* [What is being asked]: Look for the word "super" in the entries below, then copy every line that has it.

* [Entries shown]:
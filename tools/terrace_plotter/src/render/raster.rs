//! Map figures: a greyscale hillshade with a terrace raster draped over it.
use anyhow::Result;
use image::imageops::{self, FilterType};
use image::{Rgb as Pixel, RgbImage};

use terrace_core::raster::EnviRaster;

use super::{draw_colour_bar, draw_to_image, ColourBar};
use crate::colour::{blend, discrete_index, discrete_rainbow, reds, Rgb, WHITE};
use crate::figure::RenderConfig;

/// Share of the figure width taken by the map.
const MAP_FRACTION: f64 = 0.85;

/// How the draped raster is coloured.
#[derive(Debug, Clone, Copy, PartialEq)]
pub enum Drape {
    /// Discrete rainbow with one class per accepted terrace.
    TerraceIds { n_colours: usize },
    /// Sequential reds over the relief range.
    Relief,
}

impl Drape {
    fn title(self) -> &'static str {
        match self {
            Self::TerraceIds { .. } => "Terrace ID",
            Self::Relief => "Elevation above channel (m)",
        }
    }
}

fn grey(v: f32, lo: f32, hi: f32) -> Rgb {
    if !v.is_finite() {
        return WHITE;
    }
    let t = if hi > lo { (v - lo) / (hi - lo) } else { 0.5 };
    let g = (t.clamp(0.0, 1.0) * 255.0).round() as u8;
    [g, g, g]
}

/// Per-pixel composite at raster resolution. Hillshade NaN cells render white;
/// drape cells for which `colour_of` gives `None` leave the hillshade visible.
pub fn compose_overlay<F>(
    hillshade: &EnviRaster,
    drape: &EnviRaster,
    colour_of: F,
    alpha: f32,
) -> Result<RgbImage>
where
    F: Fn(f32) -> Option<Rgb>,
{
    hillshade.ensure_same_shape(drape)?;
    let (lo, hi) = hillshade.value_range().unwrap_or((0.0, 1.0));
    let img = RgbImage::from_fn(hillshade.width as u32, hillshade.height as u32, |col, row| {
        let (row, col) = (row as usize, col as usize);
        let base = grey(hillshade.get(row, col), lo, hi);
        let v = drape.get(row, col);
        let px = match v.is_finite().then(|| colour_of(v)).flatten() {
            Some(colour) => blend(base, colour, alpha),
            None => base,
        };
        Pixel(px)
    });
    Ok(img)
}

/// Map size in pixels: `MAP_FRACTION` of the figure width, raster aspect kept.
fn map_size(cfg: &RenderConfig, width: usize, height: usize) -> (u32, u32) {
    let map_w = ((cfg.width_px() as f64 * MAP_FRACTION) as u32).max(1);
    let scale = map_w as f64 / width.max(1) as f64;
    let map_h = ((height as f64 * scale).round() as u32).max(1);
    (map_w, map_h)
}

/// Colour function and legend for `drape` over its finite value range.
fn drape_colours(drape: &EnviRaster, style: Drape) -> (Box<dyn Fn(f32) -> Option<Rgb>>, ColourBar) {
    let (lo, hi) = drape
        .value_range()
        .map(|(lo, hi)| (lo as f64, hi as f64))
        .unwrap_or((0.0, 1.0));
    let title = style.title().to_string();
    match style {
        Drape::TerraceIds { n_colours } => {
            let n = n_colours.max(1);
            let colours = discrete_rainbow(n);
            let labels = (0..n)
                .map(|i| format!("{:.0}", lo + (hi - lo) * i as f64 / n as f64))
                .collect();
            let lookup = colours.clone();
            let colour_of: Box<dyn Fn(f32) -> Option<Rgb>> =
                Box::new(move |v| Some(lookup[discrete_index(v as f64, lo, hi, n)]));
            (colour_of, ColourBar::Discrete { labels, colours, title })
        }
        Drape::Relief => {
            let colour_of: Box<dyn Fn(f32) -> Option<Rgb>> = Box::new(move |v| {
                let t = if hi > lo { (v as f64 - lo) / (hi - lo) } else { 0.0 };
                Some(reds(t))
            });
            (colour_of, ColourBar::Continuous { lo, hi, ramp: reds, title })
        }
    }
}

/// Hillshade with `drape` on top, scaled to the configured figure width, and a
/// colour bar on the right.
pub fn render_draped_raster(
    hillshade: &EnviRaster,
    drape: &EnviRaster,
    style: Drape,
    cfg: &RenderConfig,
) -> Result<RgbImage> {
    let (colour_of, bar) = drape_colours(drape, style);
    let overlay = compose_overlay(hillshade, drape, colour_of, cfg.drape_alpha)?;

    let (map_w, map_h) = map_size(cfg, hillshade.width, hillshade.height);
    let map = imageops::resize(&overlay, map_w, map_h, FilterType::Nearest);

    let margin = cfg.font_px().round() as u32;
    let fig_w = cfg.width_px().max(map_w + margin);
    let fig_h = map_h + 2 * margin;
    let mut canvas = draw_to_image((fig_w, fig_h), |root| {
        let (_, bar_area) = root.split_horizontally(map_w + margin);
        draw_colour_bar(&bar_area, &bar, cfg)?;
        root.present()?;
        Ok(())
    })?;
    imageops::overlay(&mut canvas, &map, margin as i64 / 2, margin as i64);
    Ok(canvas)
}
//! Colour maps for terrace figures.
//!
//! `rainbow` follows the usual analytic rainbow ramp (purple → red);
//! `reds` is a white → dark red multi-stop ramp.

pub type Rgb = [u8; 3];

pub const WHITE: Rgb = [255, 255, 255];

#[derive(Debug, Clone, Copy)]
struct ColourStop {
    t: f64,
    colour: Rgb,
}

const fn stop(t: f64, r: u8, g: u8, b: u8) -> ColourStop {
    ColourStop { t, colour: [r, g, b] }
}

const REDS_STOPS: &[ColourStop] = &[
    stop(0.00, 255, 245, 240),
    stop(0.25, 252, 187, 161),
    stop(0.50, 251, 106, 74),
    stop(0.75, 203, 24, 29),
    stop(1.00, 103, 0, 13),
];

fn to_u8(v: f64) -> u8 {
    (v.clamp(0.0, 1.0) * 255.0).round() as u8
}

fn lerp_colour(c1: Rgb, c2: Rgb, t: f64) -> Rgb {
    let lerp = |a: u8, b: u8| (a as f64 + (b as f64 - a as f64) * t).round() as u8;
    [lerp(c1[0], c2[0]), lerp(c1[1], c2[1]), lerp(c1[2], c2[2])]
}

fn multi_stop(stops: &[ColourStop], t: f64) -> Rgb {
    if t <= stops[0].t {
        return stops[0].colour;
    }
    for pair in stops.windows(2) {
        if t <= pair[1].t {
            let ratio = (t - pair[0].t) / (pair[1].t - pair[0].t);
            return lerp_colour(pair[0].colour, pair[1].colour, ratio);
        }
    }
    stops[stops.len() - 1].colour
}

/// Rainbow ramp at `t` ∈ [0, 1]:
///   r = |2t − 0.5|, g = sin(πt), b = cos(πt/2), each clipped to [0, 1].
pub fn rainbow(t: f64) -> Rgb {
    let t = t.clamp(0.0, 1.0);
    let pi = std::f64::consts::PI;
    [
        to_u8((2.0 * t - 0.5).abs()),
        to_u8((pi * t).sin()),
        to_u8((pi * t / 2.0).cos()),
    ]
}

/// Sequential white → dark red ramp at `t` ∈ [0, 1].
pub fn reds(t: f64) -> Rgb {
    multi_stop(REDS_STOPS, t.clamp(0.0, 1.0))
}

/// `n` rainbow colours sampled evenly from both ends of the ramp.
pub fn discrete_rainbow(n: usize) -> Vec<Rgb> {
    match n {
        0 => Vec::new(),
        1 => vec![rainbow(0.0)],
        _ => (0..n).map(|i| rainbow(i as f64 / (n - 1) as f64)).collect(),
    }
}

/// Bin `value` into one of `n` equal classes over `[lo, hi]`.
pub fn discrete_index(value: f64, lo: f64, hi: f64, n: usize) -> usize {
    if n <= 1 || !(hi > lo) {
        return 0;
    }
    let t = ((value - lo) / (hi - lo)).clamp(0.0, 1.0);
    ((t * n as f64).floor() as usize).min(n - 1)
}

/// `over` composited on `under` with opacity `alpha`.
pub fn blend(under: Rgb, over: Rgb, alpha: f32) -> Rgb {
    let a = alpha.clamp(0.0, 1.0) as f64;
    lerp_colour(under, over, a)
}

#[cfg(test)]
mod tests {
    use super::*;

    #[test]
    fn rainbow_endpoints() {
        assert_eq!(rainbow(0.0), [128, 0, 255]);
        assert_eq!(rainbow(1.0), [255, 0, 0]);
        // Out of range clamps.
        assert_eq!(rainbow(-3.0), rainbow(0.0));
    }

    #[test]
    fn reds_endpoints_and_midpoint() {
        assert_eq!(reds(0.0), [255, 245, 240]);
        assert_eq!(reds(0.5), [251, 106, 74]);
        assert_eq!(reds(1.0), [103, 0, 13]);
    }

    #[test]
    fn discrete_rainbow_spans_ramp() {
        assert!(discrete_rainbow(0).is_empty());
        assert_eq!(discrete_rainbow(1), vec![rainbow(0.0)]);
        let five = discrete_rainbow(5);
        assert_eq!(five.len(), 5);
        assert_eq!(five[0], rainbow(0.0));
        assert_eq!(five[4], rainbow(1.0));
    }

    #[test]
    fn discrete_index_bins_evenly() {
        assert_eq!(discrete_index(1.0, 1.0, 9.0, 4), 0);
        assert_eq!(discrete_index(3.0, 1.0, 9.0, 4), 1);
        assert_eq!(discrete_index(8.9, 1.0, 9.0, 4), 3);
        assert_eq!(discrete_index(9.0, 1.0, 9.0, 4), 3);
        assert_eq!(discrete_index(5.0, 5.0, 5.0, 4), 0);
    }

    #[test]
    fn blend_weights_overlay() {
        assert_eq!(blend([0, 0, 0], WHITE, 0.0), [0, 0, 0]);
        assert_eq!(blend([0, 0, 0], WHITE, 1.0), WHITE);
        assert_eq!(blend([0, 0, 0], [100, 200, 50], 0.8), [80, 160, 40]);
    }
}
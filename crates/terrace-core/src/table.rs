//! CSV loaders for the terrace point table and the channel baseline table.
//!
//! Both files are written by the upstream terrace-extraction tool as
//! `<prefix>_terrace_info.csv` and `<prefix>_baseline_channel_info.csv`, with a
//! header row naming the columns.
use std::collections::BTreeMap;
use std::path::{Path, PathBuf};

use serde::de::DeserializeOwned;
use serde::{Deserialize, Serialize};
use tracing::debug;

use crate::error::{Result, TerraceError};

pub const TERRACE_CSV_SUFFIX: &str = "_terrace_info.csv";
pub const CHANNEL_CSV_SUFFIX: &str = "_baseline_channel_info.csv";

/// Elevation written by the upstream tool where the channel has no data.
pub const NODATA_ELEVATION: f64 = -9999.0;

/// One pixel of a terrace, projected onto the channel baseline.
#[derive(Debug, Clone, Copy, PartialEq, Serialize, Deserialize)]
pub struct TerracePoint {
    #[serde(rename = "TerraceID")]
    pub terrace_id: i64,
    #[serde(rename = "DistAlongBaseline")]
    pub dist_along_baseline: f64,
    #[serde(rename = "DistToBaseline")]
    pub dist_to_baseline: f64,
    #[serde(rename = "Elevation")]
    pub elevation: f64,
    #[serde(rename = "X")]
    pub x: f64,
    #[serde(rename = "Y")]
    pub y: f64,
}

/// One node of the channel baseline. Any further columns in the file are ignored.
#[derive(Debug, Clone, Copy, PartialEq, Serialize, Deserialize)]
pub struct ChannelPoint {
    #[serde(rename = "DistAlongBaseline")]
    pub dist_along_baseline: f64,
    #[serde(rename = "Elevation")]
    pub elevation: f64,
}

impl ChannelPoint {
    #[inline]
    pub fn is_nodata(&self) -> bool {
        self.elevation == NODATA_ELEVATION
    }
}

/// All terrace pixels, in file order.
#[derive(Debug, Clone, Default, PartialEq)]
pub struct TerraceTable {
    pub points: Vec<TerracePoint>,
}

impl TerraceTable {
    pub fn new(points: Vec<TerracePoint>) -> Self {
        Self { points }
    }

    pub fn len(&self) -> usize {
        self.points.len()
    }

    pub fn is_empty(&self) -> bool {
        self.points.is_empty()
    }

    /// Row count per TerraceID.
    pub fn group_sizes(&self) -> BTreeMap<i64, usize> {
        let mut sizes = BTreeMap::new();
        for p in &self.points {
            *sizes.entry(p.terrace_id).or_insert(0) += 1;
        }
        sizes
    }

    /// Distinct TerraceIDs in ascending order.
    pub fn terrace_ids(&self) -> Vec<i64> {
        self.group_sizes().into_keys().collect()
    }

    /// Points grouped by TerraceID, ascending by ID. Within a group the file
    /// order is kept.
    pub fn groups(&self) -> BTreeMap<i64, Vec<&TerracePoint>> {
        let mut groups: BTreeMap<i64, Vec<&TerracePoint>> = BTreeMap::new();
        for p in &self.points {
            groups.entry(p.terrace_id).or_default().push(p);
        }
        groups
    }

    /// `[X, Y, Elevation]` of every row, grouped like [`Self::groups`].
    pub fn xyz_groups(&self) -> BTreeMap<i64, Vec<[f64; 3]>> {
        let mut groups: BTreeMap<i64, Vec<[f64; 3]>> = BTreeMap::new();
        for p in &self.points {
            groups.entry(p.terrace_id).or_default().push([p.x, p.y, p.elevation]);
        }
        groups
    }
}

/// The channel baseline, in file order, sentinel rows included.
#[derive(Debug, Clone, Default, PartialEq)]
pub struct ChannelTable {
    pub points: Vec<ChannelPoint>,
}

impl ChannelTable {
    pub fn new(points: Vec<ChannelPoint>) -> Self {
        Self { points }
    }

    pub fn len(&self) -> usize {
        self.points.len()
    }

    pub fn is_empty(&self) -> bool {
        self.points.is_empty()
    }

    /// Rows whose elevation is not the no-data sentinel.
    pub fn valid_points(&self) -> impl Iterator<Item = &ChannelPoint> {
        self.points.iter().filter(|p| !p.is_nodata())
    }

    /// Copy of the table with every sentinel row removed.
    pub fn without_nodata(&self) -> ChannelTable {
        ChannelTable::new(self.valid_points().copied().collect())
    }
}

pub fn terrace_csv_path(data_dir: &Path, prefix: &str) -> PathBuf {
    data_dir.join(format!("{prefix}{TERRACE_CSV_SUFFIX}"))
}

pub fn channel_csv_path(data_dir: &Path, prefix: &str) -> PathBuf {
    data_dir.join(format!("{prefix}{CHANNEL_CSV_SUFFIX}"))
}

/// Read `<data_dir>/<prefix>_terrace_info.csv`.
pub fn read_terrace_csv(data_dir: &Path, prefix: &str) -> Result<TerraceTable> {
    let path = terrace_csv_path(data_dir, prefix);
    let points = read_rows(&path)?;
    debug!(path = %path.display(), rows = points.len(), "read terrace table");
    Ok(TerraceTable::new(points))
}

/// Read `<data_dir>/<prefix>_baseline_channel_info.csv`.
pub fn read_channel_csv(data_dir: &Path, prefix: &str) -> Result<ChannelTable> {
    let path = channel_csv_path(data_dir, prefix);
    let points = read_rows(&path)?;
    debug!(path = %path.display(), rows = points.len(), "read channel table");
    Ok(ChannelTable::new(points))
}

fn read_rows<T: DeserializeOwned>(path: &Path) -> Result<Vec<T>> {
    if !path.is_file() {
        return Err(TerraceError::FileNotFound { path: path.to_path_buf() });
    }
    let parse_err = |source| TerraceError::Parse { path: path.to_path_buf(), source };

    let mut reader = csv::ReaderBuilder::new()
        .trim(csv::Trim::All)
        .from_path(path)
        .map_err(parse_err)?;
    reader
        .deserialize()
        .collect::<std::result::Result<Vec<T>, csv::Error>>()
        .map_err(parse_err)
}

* [Result of this exercise]:
use super::{draw_colour_bar, draw_to_image, ColourBar};
    use super::*;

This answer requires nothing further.